On 26/10/2022 20.10, Linus Torvalds wrote:
> On Tue, Oct 25, 2022 at 5:10 PM Rasmus Villemoes
> <linux@rasmusvillemoes.dk> wrote:
>>
>> Only very tangentially related (because it has to do with chars...): Can
>> we switch our ctype to be ASCII only, just as it was back in the good'ol
>> mid 90s
> 
> Those US-ASCII days weren't really very "good" old days, but I forget
> why we did this (it's attributed to me, but that's from the
> pre-BK/pre-git days before we actually tracked things all that well,
> so..)
> 
> Anyway, I think anybody using ctype.h on 8-bit chars gets what they
> deserve, and I think Latin1 (or something close to it) is better than
> US-ASCII, in that it's at least the same as Unicode in the low 8
> chars.

My concern is that it's currently somewhat ill specified what our ctype
actually represents, and that would be a lot easier to specify if we
just said ASCII, everything above 0x7f is neither punct or ctrl or alpha
or anything else.

For example, people may do stuff like isprint(c) ? c : '.' in a printk()
call, but most likely the consumer (somebody doing dmesg) would, at
least these days, use utf-8, so that just results in a broken utf-8
sequence. Now I see that a lot of callers actually do "isascii(c) &&
isprint(c)", so they already know about this, but there are also many
instances where isprint() is used by itself.

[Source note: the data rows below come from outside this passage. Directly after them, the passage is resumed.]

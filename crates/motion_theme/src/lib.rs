//! Motion Playground Theme System
//!
//! Three built-in themes, each a flat palette of four colors that the
//! playground screen binds to:
//!
//! - **page background**: the screen behind everything
//! - **foreground**: text and outlines
//! - **accent** / **accent2**: controls and highlights
//!
//! # Quick Start
//!
//! ```rust
//! use motion_theme::ThemeKind;
//!
//! let palette = ThemeKind::Dark.palette();
//! assert_eq!(palette.page_background.to_string(), "#0B1020");
//! ```
//!
//! Theme names are matched leniently: anything that is not `Dark` or
//! `Pastel` resolves to the default `Neon` palette.

pub mod palette;
pub mod presets;

pub use palette::ThemePalette;
pub use presets::ThemeKind;
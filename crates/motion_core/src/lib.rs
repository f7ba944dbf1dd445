//! Motion Playground Core
//!
//! Foundational primitives shared by the playground crates:
//!
//! - **Colors**: RGBA colors with hex parsing and channel-wise interpolation
//! - **State Machines**: Typed state machines for animation run cycles
//! - **Property Notification**: Observer-style change notification for view-models
//!
//! # Example
//!
//! ```rust
//! use motion_core::Color;
//!
//! let from = Color::from_hex(0x000000);
//! let to = Color::parse_hex("#FFFFFF").unwrap();
//!
//! let mid = from.lerp(to, 0.5);
//! assert!((mid.r - 0.5).abs() < 1e-6);
//! ```

pub mod color;
pub mod fsm;
pub mod notify;

pub use color::{Color, ColorParseError};
pub use fsm::{StateMachine, StateMachineBuilder, Transition, DEFAULT_HISTORY_LIMIT};
pub use notify::{PropertyChanged, PropertyNotifier, SubscriptionId};
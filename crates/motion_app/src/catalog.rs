//! The fixed animation catalog shown in the preset list.

use motion_animation::PresetKind;
use motion_core::Color;
use std::sync::OnceLock;

/// Shape displayed on the stage for a preset
#[derive(Clone, Copy, Debug, PartialEq, Eq, Hash)]
pub enum ShapeKey {
    Circle,
    Square,
}

impl ShapeKey {
    pub fn as_str(self) -> &'static str {
        match self {
            Self::Circle => "circle",
            Self::Square => "square",
        }
    }
}

/// A catalog entry
#[derive(Clone, Debug, PartialEq)]
pub struct AnimationItem {
    pub preset: PresetKind,
    pub name: &'static str,
    pub preview_color: Color,
    pub stage_background: Color,
    pub shape: ShapeKey,
}

impl AnimationItem {
    fn new(
        preset: PresetKind,
        name: &'static str,
        preview: u32,
        stage: u32,
        shape: ShapeKey,
    ) -> Self {
        Self {
            preset,
            name,
            preview_color: Color::from_hex(preview),
            stage_background: Color::from_hex(stage),
            shape,
        }
    }

    pub fn key(&self) -> &'static str {
        self.preset.key()
    }
}

static CATALOG: OnceLock<[AnimationItem; 5]> = OnceLock::new();

/// The five catalog entries, in list order
pub fn catalog() -> &'static [AnimationItem] {
    CATALOG.get_or_init(|| {
        [
            AnimationItem::new(PresetKind::Pulse, "Pulse", 0x38BDF8, 0x0EA5E9, ShapeKey::Circle),
            AnimationItem::new(PresetKind::Rotate, "Rotate", 0xA78BFA, 0x7C3AED, ShapeKey::Square),
            AnimationItem::new(PresetKind::Slide, "Slide", 0x34D399, 0x10B981, ShapeKey::Square),
            AnimationItem::new(PresetKind::Fade, "Fade", 0xFBBF24, 0xF59E0B, ShapeKey::Circle),
            AnimationItem::new(PresetKind::Bounce, "Bounce", 0xF472B6, 0xDB2777, ShapeKey::Square),
        ]
    })
}

/// Position of a preset in the catalog
pub fn index_of(preset: PresetKind) -> Option<usize> {
    catalog().iter().position(|item| item.preset == preset)
}

/// Look up a catalog entry by key, case-insensitively
pub fn find(key: &str) -> Option<&'static AnimationItem> {
    catalog()
        .iter()
        .find(|item| item.key().eq_ignore_ascii_case(key.trim()))
}
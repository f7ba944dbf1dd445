//! Assertion helpers for headless playground runs.

use crate::app::PlaygroundApp;
use motion_core::Color;

/// Largest per-channel difference accepted when comparing stage colors
pub const COLOR_TOLERANCE: f32 = 0.5 / 255.0;

/// Observable playground state used for assertions.
#[derive(Debug, Clone, Default)]
pub struct PlaygroundSnapshot {
    /// Animations running on the actor, sorted
    pub running: Vec<String>,
    pub stage_color: Color,
}

impl PlaygroundSnapshot {
    pub fn capture(app: &PlaygroundApp) -> Self {
        Self {
            running: app.view_model().running_animations().into_iter().collect(),
            stage_color: app.stage().background(),
        }
    }
}

/// Assertion result with structured failure details.
#[derive(Debug, Clone, PartialEq, Eq)]
pub enum AssertionResult {
    Passed,
    Failed { code: String, message: String },
}

pub fn evaluate_assert_running(expected: usize, snapshot: &PlaygroundSnapshot) -> AssertionResult {
    if snapshot.running.len() == expected {
        AssertionResult::Passed
    } else {
        AssertionResult::Failed {
            code: "running_count_mismatch".to_string(),
            message: format!(
                "expected {expected} running animations, found {} ({})",
                snapshot.running.len(),
                snapshot.running.join(", ")
            ),
        }
    }
}

pub fn evaluate_assert_stage_color(hex: &str, snapshot: &PlaygroundSnapshot) -> AssertionResult {
    let expected = match Color::parse_hex(hex) {
        Ok(color) => color,
        Err(err) => {
            return AssertionResult::Failed {
                code: "invalid_color".to_string(),
                message: err.to_string(),
            }
        }
    };
    if snapshot.stage_color.approx_eq(&expected, COLOR_TOLERANCE) {
        AssertionResult::Passed
    } else {
        AssertionResult::Failed {
            code: "color_mismatch".to_string(),
            message: format!(
                "expected stage color {expected}, got {}",
                snapshot.stage_color
            ),
        }
    }
}

#[cfg(test)]
mod tests {
    use super::*;

    fn snapshot(running: &[&str], stage: u32) -> PlaygroundSnapshot {
        PlaygroundSnapshot {
            running: running.iter().map(|s| s.to_string()).collect(),
            stage_color: Color::from_hex(stage),
        }
    }

    #[test]
    fn test_running_count() {
        let snap = snapshot(&["pulse", "rotate"], 0x0EA5E9);
        assert_eq!(evaluate_assert_running(2, &snap), AssertionResult::Passed);

        let AssertionResult::Failed { code, message } = evaluate_assert_running(3, &snap) else {
            panic!("expected failure");
        };
        assert_eq!(code, "running_count_mismatch");
        assert!(message.contains("pulse, rotate"));
    }

    #[test]
    fn test_stage_color() {
        let snap = snapshot(&[], 0x7C3AED);
        assert_eq!(
            evaluate_assert_stage_color("#7c3aed", &snap),
            AssertionResult::Passed
        );
        assert!(matches!(
            evaluate_assert_stage_color("#10B981", &snap),
            AssertionResult::Failed { ref code, .. } if code == "color_mismatch"
        ));
        assert!(matches!(
            evaluate_assert_stage_color("7C3AED", &snap),
            AssertionResult::Failed { ref code, .. } if code == "invalid_color"
        ));
    }
}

There's also stuff like fs/afs/cell.c and other places that use
isprint/isalnum/... to make decisions on what is allowed on the wire
and/or in a disk format, where it's then hard to reason about just
exactly what is accepted. And places that use toupper() on their strings
to normalize them; that's broken when toupper() isn't idempotent.

> So no, I'm disinclined to go back in time to what I think is an even
> worse situation. Latin1 isn't great, but it sure beats US-ASCII. And
> if you really want just US-ASII, then don't use the high bit, and make
> your disgusting 7-bit code be *explicitly* 7-bit.
> 
> Now, if there are errors in that table wrt Latin1 / "first 256
> codepoints of Unicode" too, then we can fix those.

AFAICT, the differences are:

- 0xaa (FEMININE ORDINAL INDICATOR), 0xb5 (MICRO SIGN), 0xba (FEMININE
ORDINAL INDICATOR) should be lower (hence alpha and alnum), not punct.

- depending a little on just exactly what one wants latin1 to mean, but
if it does mean "first 256 codepoints of Unicode", 0x80-0x9f should be cntrl

- for some reason at least glibc seems to classify 0xa0 as punctuation
and not space (hence also as isgraph)

- 0xdf and 0xff are correctly classified as lower, but since they don't
have upper-case versions (at least not any that are representable in
latin1), correct toupper() behaviour is to return them unchanged, but we
just subtract 0x20, so 0xff becomes 0xdf which isn't isupper() and 0xdf
becomes something that isn't even isalpha().

Fixing the first would create more instances of the last, and I think
the only sane way to fix that would be a 256 byte lookup table to use by
toupper().

> Not that anybody has apparently cared since 2.0.1 was released back in
> July of 1996 
(btw, it's sad how none of the old linux git archive
> creations seem to have tried to import the dates, so you have to look
> those up separately)

Huh? That commit has 1996 as the author date, while its commit date is
indeed 2007. The very first line says:

author	linus1 <torvalds@linuxfoundation.org>	1996-07-02 11:00:00 -0600

> And if nobody has cared since 1996, I don't really think it matters.

Indeed, I don't think it's a huge problem in practice. But it still
bothers me that such a simple (and usually overlooked) corner of the
kernel's C library is ill-defined and arguably a little buggy.

Rasmus